Traders at the Bahrain Bourse  in Manama, Bahrain. (File photo: Reuters)
Traders at the Bahrain Bourse in Manama, Bahrain. (File photo: Reuters)

It is also the result of decades of scholarly research in business administration, which has given modern executives a much more sophisticated and progressive toolkit for managing organizations.

Modern bosses realize that giving employees a sense of autonomy and empowering them to make positive connections with colleagues results in far superior performance to the regressive mindset associated with divide and rule.

Unfortunately, when 21st-century Gulf organizational leaders have the opportunity to learn from their Western counterparts, they don’t always pick the proper lessons to absorb. Sometimes, they shun management visionaries like General Electric’s Jack Welch or Virgin’s Richard Branson. Instead, they prefer to emulate a British colonial officer who has mastered the dark arts of repression, subjugation, and deception.
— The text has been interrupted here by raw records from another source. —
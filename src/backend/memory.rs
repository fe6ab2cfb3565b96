//! In-process backends.
//!
//! A [`MemoryBackend`] is a set of tools backed by Rust closures, served over
//! an in-memory duplex stream with the same JSON-RPC protocol a child process
//! would speak. Useful for embedding local capabilities next to external
//! servers, and for exercising the router without spawning processes.

use std::collections::HashMap;
use std::sync::{Arc, Mutex as StdMutex, PoisonError};
use std::time::Duration;

use async_trait::async_trait;
use tokio::io::{AsyncBufReadExt, AsyncWrite, AsyncWriteExt, BufReader};
use tokio::sync::Mutex;
use tokio::task::{AbortHandle, JoinSet};

use super::errors::BackendError;
use super::lifecycle::{Connector, OpenedTransport};
use super::transport::JsonRpcTransport;
use super::types::{
    error_codes, BackendDescriptor, JsonRpcResponse, ToolDefinition, PROTOCOL_VERSION,
};

/// Buffer size of the in-memory pipe between router and backend.
const PIPE_CAPACITY: usize = 64 * 1024;

/// Handler for one in-process tool. Errors are `(code, message)` pairs sent
/// back as JSON-RPC error objects.
pub type ToolHandler =
    Arc<dyn Fn(serde_json::Value) -> Result<serde_json::Value, (i32, String)> + Send + Sync>;

// ─── MemoryBackend ───────────────────────────────────────────────────────────

/// Definition of an in-process backend.
#[derive(Clone, Default)]
pub struct MemoryBackend {
    tools: Vec<ToolDefinition>,
    handlers: HashMap<String, ToolHandler>,
    latency: Duration,
    list_latency: Duration,
    page_size: Option<usize>,
    failing_listing: bool,
}

impl MemoryBackend {
    pub fn new() -> Self {
        Self::default()
    }

    /// Add a tool with an open object schema.
    pub fn tool<F>(self, name: &str, description: &str, handler: F) -> Self
    where
        F: Fn(serde_json::Value) -> Result<serde_json::Value, (i32, String)>
            + Send
            + Sync
            + 'static,
    {
        self.tool_with_schema(
            name,
            description,
            serde_json::json!({ "type": "object" }),
            handler,
        )
    }

    /// Add a tool with an explicit input schema.
    pub fn tool_with_schema<F>(
        mut self,
        name: &str,
        description: &str,
        input_schema: serde_json::Value,
        handler: F,
    ) -> Self
    where
        F: Fn(serde_json::Value) -> Result<serde_json::Value, (i32, String)>
            + Send
            + Sync
            + 'static,
    {
        self.tools.push(ToolDefinition {
            name: name.to_string(),
            description: description.to_string(),
            input_schema,
        });
        self.handlers.insert(name.to_string(), Arc::new(handler));
        self
    }

    /// Delay every `tools/call` response.
    pub fn latency(mut self, latency: Duration) -> Self {
        self.latency = latency;
        self
    }

    /// Delay every `tools/list` response.
    pub fn list_latency(mut self, latency: Duration) -> Self {
        self.list_latency = latency;
        self
    }

    /// Split `tools/list` into pages of `size` entries.
    pub fn page_size(mut self, size: usize) -> Self {
        self.page_size = Some(size.max(1));
        self
    }

    /// Make `tools/list` fail with an internal error.
    pub fn failing_listing(mut self) -> Self {
        self.failing_listing = true;
        self
    }

    async fn respond(
        &self,
        backend_id: &str,
        id: u64,
        method: &str,
        params: serde_json::Value,
    ) -> JsonRpcResponse {
        match method {
            "initialize" => JsonRpcResponse::success(
                id,
                serde_json::json!({
                    "protocolVersion": PROTOCOL_VERSION,
                    "capabilities": { "tools": {} },
                    "serverInfo": { "name": backend_id, "version": "memory" },
                }),
            ),
            "tools/list" => {
                if !self.list_latency.is_zero() {
                    tokio::time::sleep(self.list_latency).await;
                }
                self.list_page(id, &params)
            }
            "tools/call" => self.call(id, &params).await,
            "ping" => JsonRpcResponse::success(id, serde_json::json!({})),
            other => JsonRpcResponse::failure(
                id,
                error_codes::METHOD_NOT_FOUND,
                format!("method not found: {other}"),
            ),
        }
    }

    fn list_page(&self, id: u64, params: &serde_json::Value) -> JsonRpcResponse {
        if self.failing_listing {
            return JsonRpcResponse::failure(id, error_codes::INTERNAL_ERROR, "listing failed");
        }

        let offset = params
            .get("cursor")
            .and_then(|c| c.as_str())
            .and_then(|c| c.parse::<usize>().ok())
            .unwrap_or(0);
        let size = self.page_size.unwrap_or(self.tools.len().max(1));
        let page: Vec<&ToolDefinition> = self.tools.iter().skip(offset).take(size).collect();
        let next = offset + page.len();

        let mut result = serde_json::json!({ "tools": page });
        if next < self.tools.len() {
            result["nextCursor"] = serde_json::Value::String(next.to_string());
        }
        JsonRpcResponse::success(id, result)
    }

    async fn call(&self, id: u64, params: &serde_json::Value) -> JsonRpcResponse {
        if !self.latency.is_zero() {
            tokio::time::sleep(self.latency).await;
        }

        let name = params.get("name").and_then(|n| n.as_str()).unwrap_or_default();
        let arguments = params
            .get("arguments")
            .cloned()
            .unwrap_or(serde_json::Value::Null);

        match self.handlers.get(name) {
            Some(handler) => match handler(arguments) {
                Ok(result) => JsonRpcResponse::success(id, result),
                Err((code, message)) => JsonRpcResponse::failure(id, code, message),
            },
            None => JsonRpcResponse::failure(
                id,
                error_codes::INVALID_PARAMS,
                format!("unknown tool: '{name}'"),
            ),
        }
    }
}

// ─── MemoryConnector ─────────────────────────────────────────────────────────

/// Connector that serves registered [`MemoryBackend`]s in-process.
#[derive(Default)]
pub struct MemoryConnector {
    backends: StdMutex<HashMap<String, MemoryBackend>>,
    running: StdMutex<HashMap<String, AbortHandle>>,
}

impl MemoryConnector {
    pub fn new() -> Self {
        Self::default()
    }

    /// Register (or replace) the backend served under `id`.
    pub fn register(&self, id: &str, backend: MemoryBackend) {
        self.backends
            .lock()
            .unwrap_or_else(PoisonError::into_inner)
            .insert(id.to_string(), backend);
    }

    /// Abruptly stop the running instance of `id`, as if its process died.
    pub fn crash(&self, id: &str) {
        let handle = self
            .running
            .lock()
            .unwrap_or_else(PoisonError::into_inner)
            .remove(id);
        if let Some(handle) = handle {
            handle.abort();
        }
    }
}

#[async_trait]
impl Connector for MemoryConnector {
    async fn open(&self, descriptor: &BackendDescriptor) -> Result<OpenedTransport, BackendError> {
        let backend = self
            .backends
            .lock()
            .unwrap_or_else(PoisonError::into_inner)
            .get(&descriptor.id)
            .cloned()
            .ok_or_else(|| BackendError::Connection {
                backend: descriptor.id.clone(),
                reason: "no in-process backend registered under this id".into(),
            })?;

        let (client, server) = tokio::io::duplex(PIPE_CAPACITY);
        let (client_read, client_write) = tokio::io::split(client);
        let (server_read, server_write) = tokio::io::split(server);

        let task = tokio::spawn(serve(
            descriptor.id.clone(),
            Arc::new(backend),
            BufReader::new(server_read),
            server_write,
        ));

        if let Some(previous) = self
            .running
            .lock()
            .unwrap_or_else(PoisonError::into_inner)
            .insert(descriptor.id.clone(), task.abort_handle())
        {
            previous.abort();
        }

        Ok(OpenedTransport {
            transport: JsonRpcTransport::new(&descriptor.id, client_write, client_read),
            process: None,
        })
    }
}

/// Serve JSON-RPC requests until the router hangs up or sends `shutdown`.
///
/// Each request runs in its own task so slow calls don't hold up others.
async fn serve<R, W>(
    backend_id: String,
    backend: Arc<MemoryBackend>,
    mut reader: BufReader<R>,
    writer: W,
) where
    R: tokio::io::AsyncRead + Unpin,
    W: AsyncWrite + Send + Unpin + 'static,
{
    let writer = Arc::new(Mutex::new(writer));
    let mut in_flight = JoinSet::new();
    let mut line = String::new();

    loop {
        line.clear();
        match reader.read_line(&mut line).await {
            Ok(0) | Err(_) => break,
            Ok(_) => {}
        }

        let Ok(message) = serde_json::from_str::<serde_json::Value>(line.trim()) else {
            continue;
        };
        let method = message
            .get("method")
            .and_then(|m| m.as_str())
            .unwrap_or_default()
            .to_string();

        let Some(id) = message.get("id").and_then(|id| id.as_u64()) else {
            if method == "shutdown" {
                break;
            }
            continue;
        };

        let params = message
            .get("params")
            .cloned()
            .unwrap_or(serde_json::Value::Null);
        let backend = Arc::clone(&backend);
        let writer = Arc::clone(&writer);
        let backend_id = backend_id.clone();

        in_flight.spawn(async move {
            let response = backend.respond(&backend_id, id, &method, params).await;
            if let Ok(mut out) = serde_json::to_string(&response) {
                out.push('\n');
                let mut writer = writer.lock().await;
                let _ = writer.write_all(out.as_bytes()).await;
                let _ = writer.flush().await;
            }
        });

        // Reap finished calls so the set doesn't grow without bound.
        while in_flight.try_join_next().is_some() {}
    }
}

// ─── Tests ───────────────────────────────────────────────────────────────────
It may seem strange for a modern executive to prefer primitive and obsolete management methods. Still, the reason is often the lethal combination of ego and incompetence. Suppose you are an ineffective leader, but your ego makes you want to retain power at all costs. In that case, you will correctly perceive your highly competent subordinates as a daunting foe.

After all, they want to collectively advance the organization’s interests, and you are, at best, a spanner in the works. Your only option is to upend their righteous coalition and make them focus their brainpower on one another rather than you.